HOW TO COMPLETE THIS TASK ::
Please give back each line of the listing, unchanged in every word.

SUPPLIED RECORDS ::

//! PoseNet evaluation tool
//!
//! Evaluates recorded image+beacon pose predictions against a labeled dataset
//! and writes localization results, error statistics and an error histogram.
//!
//! Usage:
//! ```bash
//! cargo run --release -- \
//!   data/test.txt data/beacon_setting.txt models/predictions.txt results/ -f
//!
//! cargo run --release -- --config samples/evaluation.yaml
//! ```

use clap::Parser;
use flexi_logger::{colored_detailed_format, detailed_format, Duplicate, FileSpec, Logger};
use log::info;
use posenet_eval::{evaluate, EvaluationConfig};
use std::path::PathBuf;

/// Pose regression evaluation tool
#[derive(Parser, Debug)]
#[command(author, version, about, long_about = None)]
struct Cli {
    /// Labeled dataset file (Cambridge Visual Landmark layout with a beacon column)
    #[arg(required_unless_present = "config")]
    input_txt_file: Option<PathBuf>,

    /// Beacon setting file
    #[arg(required_unless_present = "config")]
    input_beacon_setting_file: Option<PathBuf>,

    /// Model file; recorded predictions for replayed runs
    #[arg(required_unless_present = "config")]
    input_model_file: Option<PathBuf>,

    /// Directory where localization result files are saved
    #[arg(required_unless_present = "config")]
    result_log_dir: Option<PathBuf>,

    /// Use fixed input mean and std
    #[arg(short = 'f', long)]
    use_fixed_input_mean_std: bool,

    /// Load the whole configuration from a YAML file instead
    #[arg(short = 'c', long, conflicts_with_all = ["input_txt_file", "input_beacon_setting_file", "input_model_file", "result_log_dir"])]
    config: Option<PathBuf>,
}

impl Cli {
    fn into_config(self) -> Result<EvaluationConfig, Box<dyn std::error::Error>> {
        if let Some(path) = self.config {
            let mut config = EvaluationConfig::load_from_yaml(&path)?;
            config.use_fixed_input_mean_std |= self.use_fixed_input_mean_std;
            return Ok(config);
        }
        match (
            self.input_txt_file,
            self.input_beacon_setting_file,
            self.input_model_file,
            self.result_log_dir,
        ) {
            (Some(dataset_path), Some(beacon_setting_path), Some(model_path), Some(output_dir)) => {
                Ok(EvaluationConfig {
                    dataset_path,
                    beacon_setting_path,
                    model_path,
                    output_dir,
                    use_fixed_input_mean_std: self.use_fixed_input_mean_std,
                })
            }
            _ => Err("Missing positional arguments".into()),
        }
    }
}

fn main() -> Result<(), Box<dyn std::error::Error>> {
    // Initialize logger with info level filter
    Logger::try_with_str("info")?
        .log_to_file(
            FileSpec::default()
                .directory("logs")
                .suppress_timestamp()
                .suffix("log"),
        )
        .duplicate_to_stdout(Duplicate::All)
        .format_for_files(detailed_format)
        .format_for_stdout(colored_detailed_format)
        // error;warn;info;debug;trace
        .set_palette("196;208;76;39;178".to_string())
        .start()?;

    let config = Cli::parse().into_config()?;
    info!("Evaluation config: {:?}", config);

    let (outcome, paths) = evaluate(&config)?;
    let report = &outcome.report;

    println!("\n📊 Evaluation Summary");
    println!("=====================");
    println!("Number of test images: {}", report.sample_count);
    println!(
        "Mean error {:.4} m and {:.4} degrees",
        report.position.mean, report.rotation.mean
    );
    println!(
        "Median error {:.4} m and {:.4} degrees",
        report.position.median, report.rotation.median
    );
    println!(
        "95 percentile error {:.4} m and {:.4} degrees",
        report.position.percentile_95, report.rotation.percentile_95
    );
    println!(
        "Total loc err larger than {} meters: {}",
        report.histogram.max_edge(),
        report.histogram.exceeding()
    );
    if let Some(timing) = &report.timing {
        println!("Mean time {:.6} s", timing.mean);
    }
    println!("📄 Summary written to: {}", paths.summary.display());

    Ok(())
}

ANSWER TO THIS TASK ::
//! PoseNet evaluation tool
//!
//! Evaluates recorded image+beacon pose predictions against a labeled dataset
//! and writes localization results, error statistics and an error histogram.
//!
//! Usage:
//! ```bash
//! cargo run --release -- \
//!   data/test.txt data/beacon_setting.txt models/predictions.txt results/ -f
//!
//! cargo run --release -- --config samples/evaluation.yaml
//! ```

use clap::Parser;
use flexi_logger::{colored_detailed_format, detailed_format, Duplicate, FileSpec, Logger};
use log::info;
use posenet_eval::{evaluate, EvaluationConfig};
use std::path::PathBuf;

/// Pose regression evaluation tool
#[derive(Parser, Debug)]
#[command(author, version, about, long_about = None)]
struct Cli {
    /// Labeled dataset file (Cambridge Visual Landmark layout with a beacon column)
    #[arg(required_unless_present = "config")]
    input_txt_file: Option<PathBuf>,

    /// Beacon setting file
    #[arg(required_unless_present = "config")]
    input_beacon_setting_file: Option<PathBuf>,

    /// Model file; recorded predictions for replayed runs
    #[arg(required_unless_present = "config")]
    input_model_file: Option<PathBuf>,

    /// Directory where localization result files are saved
    #[arg(required_unless_present = "config")]
    result_log_dir: Option<PathBuf>,

    /// Use fixed input mean and std
    #[arg(short = 'f', long)]
    use_fixed_input_mean_std: bool,

    /// Load the whole configuration from a YAML file instead
    #[arg(short = 'c', long, conflicts_with_all = ["input_txt_file", "input_beacon_setting_file", "input_model_file", "result_log_dir"])]
    config: Option<PathBuf>,
}

impl Cli {
    fn into_config(self) -> Result<EvaluationConfig, Box<dyn std::error::Error>> {
        if let Some(path) = self.config {
            let mut config = EvaluationConfig::load_from_yaml(&path)?;
            config.use_fixed_input_mean_std |= self.use_fixed_input_mean_std;
            return Ok(config);
        }
        match (
            self.input_txt_file,
            self.input_beacon_setting_file,
            self.input_model_file,
            self.result_log_dir,
        ) {
            (Some(dataset_path), Some(beacon_setting_path), Some(model_path), Some(output_dir)) => {
                Ok(EvaluationConfig {
                    dataset_path,
                    beacon_setting_path,
                    model_path,
                    output_dir,
                    use_fixed_input_mean_std: self.use_fixed_input_mean_std,
                })
            }
            _ => Err("Missing positional arguments".into()),
        }
    }
}

fn main() -> Result<(), Box<dyn std::error::Error>> {
    // Initialize logger with info level filter
    Logger::try_with_str("info")?
        .log_to_file(
            FileSpec::default()
                .directory("logs")
                .suppress_timestamp()
                .suffix("log"),
        )
        .duplicate_to_stdout(Duplicate::All)
        .format_for_files(detailed_format)
        .format_for_stdout(colored_detailed_format)
        // error;warn;info;debug;trace
        .set_palette("196;208;76;39;178".to_string())
        .start()?;

    let config = Cli::parse().into_config()?;
    info!("Evaluation config: {:?}", config);

    let (outcome, paths) = evaluate(&config)?;
    let report = &outcome.report;

    println!("\n📊 Evaluation Summary");
    println!("=====================");
    println!("Number of test images: {}", report.sample_count);
    println!(
        "Mean error {:.4} m and {:.4} degrees",
        report.position.mean, report.rotation.mean
    );
    println!(
        "Median error {:.4} m and {:.4} degrees",
        report.position.median, report.rotation.median
    );
    println!(
        "95 percentile error {:.4} m and {:.4} degrees",
        report.position.percentile_95, report.rotation.percentile_95
    );
    println!(
        "Total loc err larger than {} meters: {}",
        report.histogram.max_edge(),
        report.histogram.exceeding()
    );
    if let Some(timing) = &report.timing {
        println!("Mean time {:.6} s", timing.mean);
    }
    println!("📄 Summary written to: {}", paths.summary.display());

    Ok(())
}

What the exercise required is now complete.